You need cookies enabled

HEFCE closed at the end of March 2018. The information on this website is historical and is no longer maintained.

Many of HEFCE's functions will be continued by the Office for Students, the new regulator of higher education in England, and Research England, the new council within UK Research and Innovation.

The HEFCE domain - - will continue to function until September 2018. At this point we will close the site entirely and all its information will only be available from the National Web Archive.


You need cookies enabled

Countering fraud in the sector

We work with universities, colleges, and sector bodies - including the British Universities Finance Directors Group (BUFDG) and Council of Higher Education Internal Auditors (CHEIA) - to raise fraud awareness and develop counter-fraud activities in the higher education (HE) sector.

This includes involvement with a BUFDG-led working group. HEFCE also maintains a dialogue with the Government and with the Student Loans Company in relation to counter-fraud arrangements in the sector.

Alert system

As part of this initiative BUFDG launched a fraud alert system for higher education institutions The fraud alert service will increase fraud awareness and help reduce losses to fraud by coordinating and sharing counter-fraud intelligence across the HE sector.

Institutions can find more information about this by downloading the information sheet from the BUFDG website, or by emailing the BUFDG office on

Fraud notifications

Higher education institutions will still need to notify HEFCE of instances of significant frauds as part of the accountability requirements under the memorandum of assurance and accountability (that is, to report all frauds of £25,000, or higher, in value).

Case studies reported by institutions

Ransomware attacks

We have become increasingly aware of ransomware attacks on higher education organisations. Ransomware is where an external party takes control of an organisation's computer systems, information and data through a computer virus or malware, and threatens to sell, destroy or withhold that data unless a ransom is paid.

The sums of money involved are usually relatively small (up to £1000) and denominated in bitcoins (an internet currency). Organisations across the world have been targeted. The criminal, who could also be anywhere in the world, relies on generating a high volume of these small payments.

We ask all higher education providers to be alert to this risk and ensure that their antivirus and antimalware software is regularly updated to mitigate risk. Providers subject to such an attack must respond in the best interests of their organisation. However, we do not condone the payment of a ransom as it can encourage further attacks on other organisations. 

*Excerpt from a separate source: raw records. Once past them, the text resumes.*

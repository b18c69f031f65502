//! Domain operations
//!
//! Named appliance operations built on [`Engine`]. None of them carry
//! protocol logic of their own: each is a fixed command name plus argument
//! handling and interpretation of the decoded reply.

use std::sync::Arc;

use parking_lot::Mutex;

use crate::config::Config;
use crate::engine::Engine;
use crate::error::{Result, SoundBridgeError};
use crate::protocol::{scalar_value, Reply, Status};

/// The media server the appliance is currently browsing
#[derive(Debug, Clone, PartialEq, Eq)]
pub struct ActiveServer {
    /// Server type as reported by the appliance, e.g. `iTunes`
    pub kind: String,
    pub name: String,
}

/// Browse filters used to narrow the song list
#[derive(Debug, Clone, Default, PartialEq, Eq)]
pub struct TrackQuery {
    pub server: Option<String>,
    pub artist: Option<String>,
    pub album: Option<String>,
}

impl TrackQuery {
    pub fn new() -> Self {
        Self::default()
    }

    pub fn server(mut self, server: impl Into<String>) -> Self {
        self.server = Some(server.into());
        self
    }

    pub fn artist(mut self, artist: impl Into<String>) -> Self {
        self.artist = Some(artist.into());
        self
    }

    pub fn album(mut self, album: impl Into<String>) -> Self {
        self.album = Some(album.into());
        self
    }
}

/// A session with one SoundBridge appliance
pub struct SoundBridge {
    engine: Engine,
}

impl SoundBridge {
    /// Connect and handshake with the appliance described by `config`
    pub fn connect(config: &Config) -> Result<Self> {
        Ok(Self::new(Engine::connect(config)?))
    }

    pub fn new(engine: Engine) -> Self {
        Self { engine }
    }

    /// Access the underlying engine for commands without a named operation
    pub fn engine(&mut self) -> &mut Engine {
        &mut self.engine
    }

    /// Close the session
    pub fn close(&mut self) {
        self.engine.close();
    }

    // =========================================================================
    // Servers
    // =========================================================================

    /// Whether the session is connected to a media server.
    ///
    /// Also syncs the session's active server with the appliance's.
    pub fn get_connected_server(&mut self) -> Result<bool> {
        let reply = self.scalar("GetConnectedServer", NO_ARGS)?;
        Ok(reply == Status::Ok.as_str())
    }

    /// Type and name of the active server, or `None` when disconnected
    pub fn get_active_server(&mut self) -> Result<Option<ActiveServer>> {
        const COMMAND: &str = "GetActiveServerInfo";

        self.get_connected_server()?;
        let (status, info) = self.engine.execute_multi(COMMAND, NO_ARGS)?;

        match status {
            Status::Ok => {
                let kind = info_field(COMMAND, &info, 0, "Type")?;
                let name = info_field(COMMAND, &info, 1, "Name")?;
                Ok(Some(ActiveServer { kind, name }))
            }
            Status::ErrorDisconnected | Status::Disconnected => Ok(None),
            other => Err(SoundBridgeError::UnexpectedStatus {
                command: COMMAND.to_string(),
                status: other.to_string(),
            }),
        }
    }

    /// Names of the media servers the appliance can see, in index order
    pub fn list_servers(&mut self) -> Result<Vec<String>> {
        self.list("ListServers", NO_ARGS)
    }

    pub fn server_disconnect(&mut self) -> Result<String> {
        self.scalar("ServerDisconnect", NO_ARGS)
    }

    /// Connect to the server at `index` in [`Self::list_servers`] order
    pub fn server_connect(&mut self, index: usize) -> Result<String> {
        self.scalar("ServerConnect", [index])
    }

    /// Make `name` the active server, switching only when needed
    pub fn connect_to_server(&mut self, name: &str) -> Result<()> {
        if let Some(current) = self.get_active_server()? {
            if current.name == name {
                tracing::debug!("Already connected to server {:?}", name);
                return Ok(());
            }
        }

        let servers = self.list_servers()?;
        let index = servers
            .iter()
            .position(|s| s == name)
            .ok_or_else(|| SoundBridgeError::ServerNotFound {
                name: name.to_string(),
                available: servers.clone(),
            })?;

        let status = self.server_disconnect()?;
        if status != Status::ErrorDisconnected.as_str() && status != Status::Disconnected.as_str() {
            return Err(SoundBridgeError::UnexpectedStatus {
                command: "ServerDisconnect".to_string(),
                status,
            });
        }

        let status = self.server_connect(index)?;
        if status != "Connected" {
            return Err(SoundBridgeError::UnexpectedStatus {
                command: "ServerConnect".to_string(),
                status,
            });
        }

        tracing::info!("Switched to server {:?} (index {})", name, index);
        Ok(())
    }

    // =========================================================================
    // Browsing
    // =========================================================================

    pub fn set_browse_filter_artist(&mut self, artist: &str) -> Result<String> {
        self.scalar("SetBrowseFilterArtist", [artist])
    }

    pub fn set_browse_filter_album(&mut self, album: &str) -> Result<String> {
        self.scalar("SetBrowseFilterAlbum", [album])
    }

    /// Songs matching the current browse filters
    pub fn list_songs(&mut self) -> Result<Vec<String>> {
        self.list("ListSongs", NO_ARGS)
    }

    /// Apply `query` (server first, then artist, then album) and list songs
    pub fn matching_songs(&mut self, query: &TrackQuery) -> Result<Vec<String>> {
        if let Some(server) = &query.server {
            self.connect_to_server(server)?;
        }
        if let Some(artist) = &query.artist {
            self.set_browse_filter_artist(artist)?;
        }
        if let Some(album) = &query.album {
            self.set_browse_filter_album(album)?;
        }
        self.list_songs()
    }

    /// Index of `song` among the songs matching `query`
    pub fn find_song(&mut self, song: &str, query: &TrackQuery) -> Result<usize> {
        self.matching_songs(query)?
            .iter()
            .position(|s| s == song)
            .ok_or_else(|| SoundBridgeError::SongNotFound {
                song: song.to_string(),
            })
    }

    // =========================================================================
    // Playback
    // =========================================================================

    /// Queue the current song list and start playing at `index`
    pub fn queue_and_play(&mut self, index: usize) -> Result<String> {
        self.scalar("QueueAndPlay", [index])
    }

    pub fn list_presets(&mut self) -> Result<Vec<String>> {
        self.list("ListPresets", NO_ARGS)
    }

    pub fn play_preset(&mut self, preset: &str) -> Result<String> {
        self.scalar("PlayPreset", [preset])
    }

    pub fn stop(&mut self) -> Result<String> {
        self.scalar("Stop", NO_ARGS)
    }

    // =========================================================================
    // Helpers
    // =========================================================================

    fn scalar<I, A>(&mut self, command: &str, args: I) -> Result<String>
    where
        I: IntoIterator<Item = A>,
        A: ToString,
    {
        let args: Vec<String> = args.into_iter().map(|a| a.to_string()).collect();
        match self.engine.execute(command, &args)? {
            Reply::Scalar(value) => Ok(value),
            Reply::List(items) => Err(SoundBridgeError::unexpected_reply(
                command,
                &args,
                &items.join(", "),
                "Expected a single value, got a list",
            )),
        }
    }

    /// A single value where a list is expected is a one-element list
    fn list<I, A>(&mut self, command: &str, args: I) -> Result<Vec<String>>
    where
        I: IntoIterator<Item = A>,
        A: ToString,
    {
        Ok(self.engine.execute(command, args)?.into_list())
    }
}

const NO_ARGS: [&str; 0] = [];

/// Decode `<key>: <value>` from line `index` of a multi-line reply
fn info_field(command: &str, info: &[String], index: usize, key: &str) -> Result<String> {
    let line = info.get(index).map(String::as_str).unwrap_or("");
    scalar_value(key, line)
        .map(str::to_string)
        .ok_or_else(|| {
            SoundBridgeError::unexpected_reply(command, &[], line, format!("Expected {} field", key))
        })
}

// =============================================================================
// Shared access
// =============================================================================

/// A session that several threads may drive, one command at a time
#[derive(Clone)]
pub struct SharedSoundBridge {
    inner: Arc<Mutex<SoundBridge>>,
}

impl SharedSoundBridge {
    pub fn new(session: SoundBridge) -> Self {
        Self {
            inner: Arc::new(Mutex::new(session)),
        }
    }

    /// Run `f` with exclusive access to the session
    pub fn with<T>(&self, f: impl FnOnce(&mut SoundBridge) -> T) -> T {
        let mut session = self.inner.lock();
        f(&mut session)
    }
}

Forged changes to suppliers' bank account details

We have been notified of a number of frauds and attempted frauds involving forged changes to suppliers' bank account details documentation. Examples have used headed supplier stationery, included the university's customer reference number and also been supposedly signed by the supplier's Director of Finance.

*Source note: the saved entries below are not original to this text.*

//! SoundBridge CLI Client
//!
//! Command-line interface for driving a SoundBridge over RCP.

use clap::{Args as ClapArgs, Parser, Subcommand};
use soundbridge::{Config, Result, SoundBridge, TrackQuery};
use tracing_subscriber::{fmt, EnvFilter};

/// SoundBridge CLI
#[derive(Parser, Debug)]
#[command(name = "soundbridge-cli")]
#[command(about = "Remote control for Roku SoundBridge players")]
#[command(version)]
struct Args {
    /// Appliance host name or IP address
    #[arg(short = 'H', long)]
    host: String,

    /// Appliance RCP port
    #[arg(short, long, default_value = "5555")]
    port: u16,

    /// Connect/read/write timeout in seconds
    #[arg(short, long, default_value = "10")]
    timeout: u64,

    /// Log every protocol line
    #[arg(long)]
    trace: bool,

    #[command(subcommand)]
    command: Commands,
}

/// Browse filters shared by `songs` and `play`
#[derive(ClapArgs, Debug)]
struct Filters {
    /// Media server to switch to first
    #[arg(long)]
    server: Option<String>,

    /// Artist filter
    #[arg(long)]
    artist: Option<String>,

    /// Album filter
    #[arg(long)]
    album: Option<String>,
}

impl From<Filters> for TrackQuery {
    fn from(filters: Filters) -> Self {
        TrackQuery {
            server: filters.server,
            artist: filters.artist,
            album: filters.album,
        }
    }
}

#[derive(Subcommand, Debug)]
enum Commands {
    /// List available media servers
    Servers,

    /// Show the active media server
    Active,

    /// Switch to a media server by name
    ConnectServer {
        /// Server name as shown by `servers`
        name: String,
    },

    /// List songs matching the browse filters
    Songs {
        #[command(flatten)]
        filters: Filters,
    },

    /// Find a song and play it
    Play {
        /// Exact song title
        song: String,

        #[command(flatten)]
        filters: Filters,
    },

    /// List stored presets
    Presets,

    /// Play a stored preset
    Preset {
        /// Preset identifier
        preset: String,
    },

    /// Stop playback
    Stop,

    /// Send an arbitrary command and print the decoded reply
    Raw {
        /// Command name, e.g. GetPowerState
        command: String,

        /// Command arguments
        args: Vec<String>,
    },
}

fn main() {
    let args = Args::parse();

    // Initialize tracing/logging
    let default_filter = if args.trace {
        "warn,soundbridge=debug"
    } else {
        "warn,soundbridge=info"
    };
    let filter = EnvFilter::try_from_default_env()
        .unwrap_or_else(|_| EnvFilter::new(default_filter));

    fmt()
        .with_env_filter(filter)
        .with_target(true)
        .with_writer(std::io::stderr)
        .init();

    let config = Config::builder()
        .host(&args.host)
        .port(args.port)
        .timeout_ms(args.timeout.saturating_mul(1000))
        .trace_lines(args.trace)
        .build();

    if let Err(e) = run(&config, args.command) {
        tracing::error!("{}", e);
        eprintln!("error: {}", e);
        std::process::exit(1);
    }
}

fn run(config: &Config, command: Commands) -> Result<()> {
    let mut bridge = SoundBridge::connect(config)?;

    match command {
        Commands::Servers => print_indexed(&bridge.list_servers()?),
        Commands::Active => match bridge.get_active_server()? {
            Some(server) => println!("{} ({})", server.name, server.kind),
            None => println!("no active server"),
        },
        Commands::ConnectServer { name } => {
            bridge.connect_to_server(&name)?;
            println!("connected to {}", name);
        }
        Commands::Songs { filters } => {
            print_indexed(&bridge.matching_songs(&filters.into())?);
        }
        Commands::Play { song, filters } => {
            let index = bridge.find_song(&song, &filters.into())?;
            println!("{}", bridge.queue_and_play(index)?);
        }
        Commands::Presets => print_indexed(&bridge.list_presets()?),
        Commands::Preset { preset } => println!("{}", bridge.play_preset(&preset)?),
        Commands::Stop => println!("{}", bridge.stop()?),
        Commands::Raw { command, args } => {
            println!("{}", bridge.engine().execute(&command, &args)?);
        }
    }

    bridge.close();
    Ok(())
}

fn print_indexed(items: &[String]) {
    for (i, item) in items.iter().enumerate() {
        println!("{:>3}  {}", i, item);
    }
}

The sums of money involved have been quite significant and institutions from across the country have been targeted. Although we are not aware that the frauds are linked, a number have involved construction companies presumably because payments to such suppliers tend to be larger.

We ask all institutions to be alert to this fraud risk and briefly review the controls that they have over changes to supplier details, and ensure that mitigating action is taken where necessary to minimise any fraud risk (for example, by independently verifying with the supplier the change to supplier details before it is actioned).

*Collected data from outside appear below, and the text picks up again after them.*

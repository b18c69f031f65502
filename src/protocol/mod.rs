//! Protocol Module
//!
//! Defines the RCP text protocol spoken by the appliance.
//!
//! ## Protocol Format
//!
//! Requests are single lines: `<CommandName> <arg1> <arg2> ...`.
//!
//! ### Reply Shapes
//! - Scalar:      `<CommandName>: <value>`
//! - List:        `ListResultSize <N>`, N scalars, `ListResultEnd`
//! - Transaction: `TransactionInitiated`, one scalar or list,
//!   `TransactionComplete`
//! - Status:      one bare token, e.g. `OK`, `ErrorDisconnected`
//!
//! The shape is selected by the first line of the reply, never by the
//! command name.

mod command;
mod response;
mod codec;
mod decoder;

pub use command::Invocation;
pub use response::{Reply, Status};
pub use codec::{
    classify, encode_command, encode_line, scalar_value, strip_line_terminator, Line, GREETING,
    LINE_TERMINATOR, LIST_END, LIST_START, TRANSACTION_COMPLETE, TRANSACTION_START,
};
pub use decoder::{MultiReplyDecoder, Progress, ReplyDecoder};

Impersonating a university to obtain credit and goods

A university found that fraudsters were impersonating the institution to obtain credit and the supply of goods to non-university addresses. The fraudsters were approaching suppliers for credit and submitting bogus purchase orders (looking like official ones). If the supplier did not identify the fraud, they supplied goods on credit. The fraudsters are using a recently created email domain (based in Bermuda), which is similar to the university’s real one.

The university is so far aware of over 30 suppliers being targeted but only a few have supplied goods and presented invoices to the university. The invoices were successfully intercepted and no payments were made, however given the volume of transactions processed every day there are potentially some risks. The scale of the operation is not known and it may be wider than has been detected so far. The university informed other institutions, in particular those where similar domain names appear to have been registered.

Tuition fees paid by students to third parties

During enrolment at the start of the  academic year, a small number of international students enrolled at a university, explaining that they had paid their fees in full. The university found, on investigating, that they could find no record of the payments. The university asked the students for more information. This revealed that, contrary to procedure, the students had paid their fees to an unrelated third party, rather than through the university’s online payment system. The third party subsequently stopped trading and the university commenced legal action to help the students recover their money.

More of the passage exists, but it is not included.